Studer muttered something incomprehensible. He was happy with the proposed menu, but it rankled that his wife did not take him seriously, so he maintained a dignified silence and withdrew to the bedroom.

“Good night,
Vatti
,” Frau Studer called out.

Vatti
! That was too much!

His felt slippers flew into two different corners of the room. Then Studer turned out the light. Let the woman see how she managed in the dark . . .

Commissaire Madelin goes to ground

The chief of police was a quiet man who did not look at all like a man who spent his time indoors. His face was tanned because he went climbing in the mountains summer and winter. He also bred dogs, and that morning he was in a good mood because one of his bitches, Mayfair III, had had a litter of four pups. Studer had to listen in reverent silence for a quarter of an hour to the chief discoursing on the difference between various pedigrees.

Then the sergeant told him his clairvoyant story.

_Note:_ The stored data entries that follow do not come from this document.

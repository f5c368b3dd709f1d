//! # Communications interface crate.
//!
//! Provides the data types exchanged between the drive software and its
//! external collaborators (camera, IMU, car controller, GPS receiver and
//! gamepad).

// ------------------------------------------------------------------------------------------------
// MODULES
// ------------------------------------------------------------------------------------------------

/// Sensor readings and demands for equipment
pub mod eqpt;

/// Human input device events
pub mod input;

In every public organization there is at least one man whom one might call the salt of the whole organization. He's looked on as a bit of an outsider and not too much routine work is demanded of him; the hum-drum, everyday business is kept away from him, or, rather, he sees to it himself that it's kept away from him. This man only comes into his own – and this is his value – when there's something out of the ordinary to be done. Then he is needed, then he's indispensable. When things are slack and he lounges around or goes for a stroll, his bosses turn a blind eye, since they know that the time will come when the man will be indispensable: he'll find ways of unravelling a tangled situation, he'll know how to put another organization, that has got a bit above itself, in its place; in a couple of hours this outsider will clear up a piece of urgent business a plodding pen-pusher would not be able to sort out in two weeks.

Sergeant Studer was the salt of the Bern cantonal police, and that was presumably one of the reasons why the chief of police raised no objection to the his planned trip. The other was not difficult to guess: Chief Inspector Gisler of the city police had prepared the ground. For a moment Studer had the feeling he could read the thoughts making their sluggish way through his boss's mind. Millions! was one of them. Another was: Studer's always been a bit round the bend. If he finds the money, I'll get the glory; if he doesn't, we can always pension him off. And the third: it makes no difference whether Studer's lounging around here or goes off on holiday and makes the Basel force look fools. But not one
rappen
expenses.

It was this final thought Studer took up when, after he had finished explaining the case, he said, “There's nothing more I can do here. I could have stopped the priest leaving, but then I'd have had to lock him up, and I didn't want to do that.” He repeated his joke about the Vatican, that he didn't want to get into an argument with the Pope. “The others I don't know. I can't sort things out over the phone, I have to go to Paris, perhaps even further. I need to find the geologist's secretary, Koller, and the clairvoyant corporal. As you yourself well know, Herr Direktor, you can only solve this kind of thing on the spot. I know where the millions are buried – if those millions really exist.”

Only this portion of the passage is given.